PPARα and PPARβ/δ correlate negatively with proinflammatory markers
Analysis of the relationships between PPAR-α, PPAR-β, and GLP-1R expression and the levels of cytokines, chemokines, adipokines and anthropometric parameters of the obese subjects showed that PPAR-α transcript levels had a significant negative correlation with TNF-α levels (r = -0,583, p = 0,03883) (Table 3), as well as with abdominal skinfold (r = -0,712, p = 0,0016).
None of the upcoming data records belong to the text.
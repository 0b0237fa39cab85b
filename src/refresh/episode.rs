//! The single live refresh episode and its FIFO queue of pending callers.

// std
use std::mem;
// crates.io
use tokio::sync::oneshot::{self, Receiver, Sender};
// self
use crate::{_prelude::*, auth::TokenSecret, error::RefreshError};

/// Result every participant of an episode observes.
pub type EpisodeOutcome = Result<TokenSecret, RefreshError>;

type PendingCall = Sender<EpisodeOutcome>;

/// Observable coordinator state.
#[derive(Clone, Copy, Debug, PartialEq, Eq, Hash)]
pub enum EpisodeState {
	/// No refresh exchange is running.
	Idle,
	/// A leader is performing the refresh exchange.
	InFlight,
}

/// Role handed to a caller entering the coordinator.
#[derive(Debug)]
pub(crate) enum Admission {
	/// Caller owns the episode and must resolve it.
	Leader,
	/// Caller waits for the leader's outcome.
	Follower(Receiver<EpisodeOutcome>),
}

/// Mutable episode state guarded by the coordinator's lock.
#[derive(Debug, Default)]
pub(crate) struct RefreshEpisode {
	in_flight: bool,
	queue: VecDeque<PendingCall>,
}
impl RefreshEpisode {
	pub(crate) fn state(&self) -> EpisodeState {
		if self.in_flight { EpisodeState::InFlight } else { EpisodeState::Idle }
	}

	pub(crate) fn queued(&self) -> usize {
		self.queue.len()
	}

	/// Starts an episode or enqueues the caller behind the running one.
	pub(crate) fn admit(&mut self) -> Admission {
		if self.in_flight {
			let (tx, rx) = oneshot::channel();

			self.queue.push_back(tx);

			Admission::Follower(rx)
		} else {
			self.in_flight = true;

			Admission::Leader
		}
	}

	/// Flips back to idle and hands out the queue in one step.
	pub(crate) fn conclude(&mut self) -> VecDeque<PendingCall> {
		self.in_flight = false;

		mem::take(&mut self.queue)
	}
}

/// Settles every follower in arrival order; returns how many were still listening.
pub(crate) fn settle(queue: VecDeque<PendingCall>, outcome: &EpisodeOutcome) -> usize {
	queue.into_iter().filter(|pending| !pending.is_closed()).fold(0, |delivered, pending| {
		if pending.send(outcome.clone()).is_ok() { delivered + 1 } else { delivered }
	})
}

/// Resolves the episode exactly once, even if the episode task panics or is cancelled.
pub(crate) struct LeaderGuard<'a> {
	episode: &'a Mutex<RefreshEpisode>,
	armed: bool,
}
impl<'a> LeaderGuard<'a> {
	pub(crate) fn new(episode: &'a Mutex<RefreshEpisode>) -> Self {
		Self { episode, armed: true }
	}

	/// Concludes the episode with `outcome` and returns the number of followers settled.
	pub(crate) fn resolve(mut self, outcome: &EpisodeOutcome) -> usize {
		self.armed = false;

		let queue = self.episode.lock().conclude();

		settle(queue, outcome)
	}
}
impl Drop for LeaderGuard<'_> {
	fn drop(&mut self) {
		if self.armed {
			let queue = self.episode.lock().conclude();

			settle(queue, &Err(RefreshError::Abandoned));
		}
	}
}
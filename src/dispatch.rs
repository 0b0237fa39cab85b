//! Outbound call dispatch: attach the stored access credential, then hand the request to the
//! transport.

// self
use crate::{
	_prelude::*,
	auth::TokenSecret,
	store::CredentialStore,
	transport::{ApiRequest, ApiResponse, HttpTransport},
};

/// Sends requests with `Authorization: Bearer <access>` attached.
///
/// The dispatcher never looks at the response status; authorization failures are the
/// [`ResponseGuard`](crate::guard::ResponseGuard)'s job.
pub struct RequestDispatcher<C>
where
	C: ?Sized + HttpTransport,
{
	transport: Arc<C>,
	store: Arc<dyn CredentialStore>,
}
impl<C> RequestDispatcher<C>
where
	C: ?Sized + HttpTransport,
{
	/// Creates a dispatcher that reads credentials from `store`.
	pub fn new(transport: impl Into<Arc<C>>, store: Arc<dyn CredentialStore>) -> Self {
		Self { transport: transport.into(), store }
	}

	/// Returns the underlying transport.
	pub fn transport(&self) -> &Arc<C> {
		&self.transport
	}

	/// Attaches the currently stored access credential (if any) and sends.
	pub async fn send(&self, request: ApiRequest) -> Result<ApiResponse> {
		let prepared = self.prepare(request).await?;

		self.execute(prepared).await
	}

	/// Attaches `access` instead of the stored credential and sends.
	pub async fn send_with(
		&self,
		request: ApiRequest,
		access: &TokenSecret,
	) -> Result<ApiResponse> {
		self.execute(request.authorize(access)?).await
	}

	/// Attaches the currently stored access credential without sending.
	pub async fn prepare(&self, request: ApiRequest) -> Result<ApiRequest> {
		let pair = self.store.get().await?;

		Ok(request.authorize(&pair.access)?)
	}

	/// Sends an already prepared request as-is.
	pub async fn execute(&self, request: ApiRequest) -> Result<ApiResponse> {
		Ok(self.transport.execute(request).await?)
	}
}
impl<C> Clone for RequestDispatcher<C>
where
	C: ?Sized + HttpTransport,
{
	fn clone(&self) -> Self {
		Self { transport: self.transport.clone(), store: self.store.clone() }
	}
}
impl<C> Debug for RequestDispatcher<C>
where
	C: ?Sized + HttpTransport,
{
	fn fmt(&self, f: &mut Formatter) -> FmtResult {
		f.write_str("RequestDispatcher(..)")
	}
}
//! The remote refresh exchange performed by an episode leader.

// self
use crate::{
	_prelude::*,
	auth::{TokenGrant, TokenSecret},
	error::RefreshError,
	error::ConfigError,
	transport::{ApiRequest, HttpTransport},
};

/// Boxed future returned by [`RefreshExchange::exchange`].
pub type ExchangeFuture<'a> =
	Pin<Box<dyn Future<Output = Result<RefreshedCredentials, RefreshError>> + 'a + Send>>;

/// Credentials produced by a successful exchange.
#[derive(Clone, Debug, PartialEq, Eq)]
pub struct RefreshedCredentials {
	/// New access credential; never empty.
	pub access: TokenSecret,
	/// Rotated refresh credential, when the server issued one.
	pub refresh: Option<TokenSecret>,
}

/// Trades a refresh credential for a new access credential.
///
/// Implementations make exactly one attempt; the coordinator never retries.
pub trait RefreshExchange
where
	Self: Send + Sync,
{
	/// Performs the exchange for `refresh`, which is guaranteed non-empty.
	fn exchange<'a>(&'a self, refresh: &'a TokenSecret) -> ExchangeFuture<'a>;
}

#[derive(Serialize)]
struct RefreshBody<'a> {
	refresh: &'a str,
}

/// Default exchange: `POST {"refresh": ...}` to a fixed endpoint, expecting
/// `{"access": ..., "refresh"?: ...}`.
///
/// The call goes straight to the transport so a rejected refresh never re-enters the guard.
pub struct HttpRefreshExchange<C>
where
	C: ?Sized + HttpTransport,
{
	transport: Arc<C>,
	endpoint: Url,
}
impl<C> HttpRefreshExchange<C>
where
	C: ?Sized + HttpTransport,
{
	/// Creates an exchange that posts to `endpoint` through `transport`.
	pub fn new(transport: impl Into<Arc<C>>, endpoint: Url) -> Self {
		Self { transport: transport.into(), endpoint }
	}

	/// Returns the refresh endpoint.
	pub fn endpoint(&self) -> &Url {
		&self.endpoint
	}
}
impl<C> RefreshExchange for HttpRefreshExchange<C>
where
	C: ?Sized + HttpTransport,
{
	fn exchange<'a>(&'a self, refresh: &'a TokenSecret) -> ExchangeFuture<'a> {
		Box::pin(async move {
			let request = ApiRequest::post(self.endpoint.clone())
				.with_json(&RefreshBody { refresh: refresh.expose() })
				.map_err(encode_failure)?;
			let response = self.transport.execute(request).await?;

			if !response.is_success() {
				return Err(RefreshError::Rejected {
					status: response.status.as_u16(),
					body: response.body_preview(),
				});
			}

			let grant = response.json::<TokenGrant>().map_err(|e| {
				RefreshError::MalformedResponse {
					message: match StdError::source(&e) {
						Some(source) => source.to_string(),
						None => e.to_string(),
					},
				}
			})?;
			let access = grant.usable_access().ok_or_else(|| RefreshError::MalformedResponse {
				message: "response carried no access credential".into(),
			})?;

			Ok(RefreshedCredentials {
				access: TokenSecret::new(access),
				refresh: grant.usable_refresh().map(TokenSecret::new),
			})
		})
	}
}
fn encode_failure(e: ConfigError) -> RefreshError {
	RefreshError::Encode {
		message: match StdError::source(&e) {
			Some(source) => source.to_string(),
			None => e.to_string(),
		},
	}
}

impl<C> Debug for HttpRefreshExchange<C>
where
	C: ?Sized + HttpTransport,
{
	fn fmt(&self, f: &mut Formatter) -> FmtResult {
		f.debug_struct("HttpRefreshExchange").field("endpoint", &self.endpoint).finish()
	}
}
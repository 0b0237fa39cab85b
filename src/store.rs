//! Storage contract and built-in backends for the access/refresh credential pair.

pub mod file;
pub mod memory;

pub use file::FileStore;
pub use memory::MemoryStore;

// self
use crate::{_prelude::*, auth::CredentialPair};

/// Boxed future returned by [`CredentialStore`] operations.
pub type StoreFuture<'a, T> = Pin<Box<dyn Future<Output = Result<T, StoreError>> + 'a + Send>>;

/// Storage backend contract for the credential pair.
///
/// Reads and writes must be effectively atomic per key: a `get` racing a `set` observes either
/// the old or the new value of each credential, never a torn one.
pub trait CredentialStore
where
	Self: Send + Sync,
{
	/// Returns the current pair; absent values come back empty.
	fn get(&self) -> StoreFuture<'_, CredentialPair>;

	/// Writes whichever credentials are provided, leaving absent ones unchanged.
	fn set<'a>(
		&'a self,
		access: Option<&'a str>,
		refresh: Option<&'a str>,
	) -> StoreFuture<'a, ()>;

	/// Removes both credentials.
	fn clear(&self) -> StoreFuture<'_, ()>;
}

/// Error type produced by [`CredentialStore`] implementations.
#[derive(Clone, Debug, PartialEq, Eq, Serialize, Deserialize, ThisError)]
pub enum StoreError {
	/// Serialization failures surfaced by the backend.
	#[error("Serialization error: {message}.")]
	Serialization {
		/// Human-readable error payload.
		message: String,
	},
	/// Backend-level failure for the storage engine.
	#[error("Backend failure: {message}.")]
	Backend {
		/// Human-readable error payload.
		message: String,
	},
}

#[cfg(test)]
mod tests {
	// self
	use super::*;
	use crate::error::Error;

	#[test]
	fn store_error_converts_into_client_error_with_source() {
		let store_error = StoreError::Backend { message: "disk unavailable".into() };
		let client_error: Error = store_error.clone().into();

		assert!(matches!(client_error, Error::Storage(_)));
		assert!(client_error.to_string().contains("disk unavailable"));

		let source = StdError::source(&client_error)
			.expect("Client error should expose the original store error as its source.");

		assert_eq!(source.to_string(), store_error.to_string());
	}
}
Besides PPAR-β showed a significant negative correlation with IL-8 levels (r = -0,667, p = 0,0085) and arm fat percentage (r = -0,651, p = 0,0132) (Tables 3 and 4).
Table 3
Correlation between hormones and cytokines with PPAR-α, PPAR-β and GLP-1R expression in children and adolescents†
| PPAR-α | PPAR-β | GLP-1R |
Adiponectin | 0,496 | -0,330 | -0,084 |
Adipsin | 0,067 | -0,667 | 0,357 |
MCP-1 | 0,324 | 0,011 | 0,235 |
IP-10 | 0,370 | -0,300 | 0,033 |
IL-10 | -0,125 | 0,000 | -0,136 |
IL-8 | 0,233 | -0,664b | -0,007 |
IL-6 | -0,343 | -0,200 | 0,317 |
IFN-γ | 0,130 | -0,411 | -0,130 |
Resistin | 0,172 | -0,311 | 0,323 |
TNF-α | -0,583a | -0,059 | 0,304 |
† Spearman's rank correlation test. a p = 0,0383, b p = 0,0085 |
Table 4
Correlation between anthropometric and biochemical parameters with gene expression of metabolic markers in children and adolescents†
| PPAR-α | p value | PPAR-β | p value | GLP-1R | p value |
BMI | 0,049 | 0,854 | -0,257 | 0,354 | -0,086 | 0,773 |
Arm fat (%) | 0,052 | 0,850 | -0,651 | 0,013 | -0,364 | 0,246 |
Leg fat (%) | 0,208 | 0,438 | -0,515 | 0,061 | -0,266 | 0,404 |
Trunk fat (%) | 0,096 | 0,723 | -0,436 | 0,118 | -0,322 | 0,309 |
Android fat (%) | -0,028 | 0,915 | -0,339 | 0,231 | -0,420 | 0,177 |
Gynoid fat (%) | 0,108 | 0,690 | -0,513 | 0,062 | -0,189 | 0,546 |
Body fat (%) | 0,096 | 0,723 | -0,511 | 0,063 | -0,343 | 0,276 |
Arm circumference | -0,094 | 0,713 | 0,306 | 0,266 | -0,147 | 0,608 |
Arm muscle circumference | -0,173 | 0,501 | 0,411 | 0,128 | 0,042 | 0,892 |
Waist circumference (WC) | -0,308 | 0,226 | 0,050 | 0,860 | 0,059 | 0,844 |
Neck circumference | -0,048 | 0,852 | 0,190 | 0,496 | 0,090 | 0,758 |
Waist/Height ratio (WHR) | -0,262 | 0,291 | -0,448 | 0,090 | -0,326 | 0,241 |
Triceps skinfold | 0,210 | 0,415 | -0,390 | 0,146 | -0,277 | 0,330 |
Subscapular skinfold | 0,142 | 0,586 | -0,225 | 0,413 | 0,183 | 0,527 |
Suprailiac skinfold | -0,429 | 0,084 | 0,285 | 0,301 | -0,236 | 0,405 |
Abdominal skinfold | -0,712 | 0,002 | 0,379 | 0,163 | -0,678 | 0,009 |
Fasting blood glucose | -0,364 | 0,149 | 0,340 | 0,214 | -0,279 | 0,333 |
2 hours glucose | 0,042 | 0,876 | -0,412 | 0,125 | -0,051 | 0,868 |
Insulin | -0,185 | 0,471 | 0,293 | 0,287 | -0,288 | 0,318 |
Total cholesterol | -0,021 | 0,934 | 0,075 | 0,790 | 0,209 | 0,473 |
Triglycerides | -0,247 | 0,335 | -0,064 | 0,815 | -0,125 | 0,671 |
HDL | 0,416 | 0,098 | -0,054 | 0,845 | 0,354 | 0,215 |
VLDL | -0,248 | 0,333 | -0,064 | 0,815 | -0,117 | 0,685 |
LDL | 0,033 | 0,900 | -0,086 | 0,756 | 0,077 | 0,797 |
HOMA-IR | -0,367 | 0,146 | 0,343 | 0,209 | -0,341 | 0,234 |
TG/HDL ratio | -0,396 | 0,115 | 0,097 | 0,731 | -0,182 | 0,532 |
† BMI: body mass index. HDL: high-density lipoprotein. VLDL: very low-density lipoprotein. LDL: low-density lipoprotein. HOMA-IR: homeostatic model of assessment for insulin resistance. Spearman's rank correlation test. |
In contrast, GLP-1R expression did not correlate with any inflammatory parameters (Table 3). However, GLP-1R showed a negative correlation with Abdominal skinfold (r= -0,678, p = 0,009) (Table 4).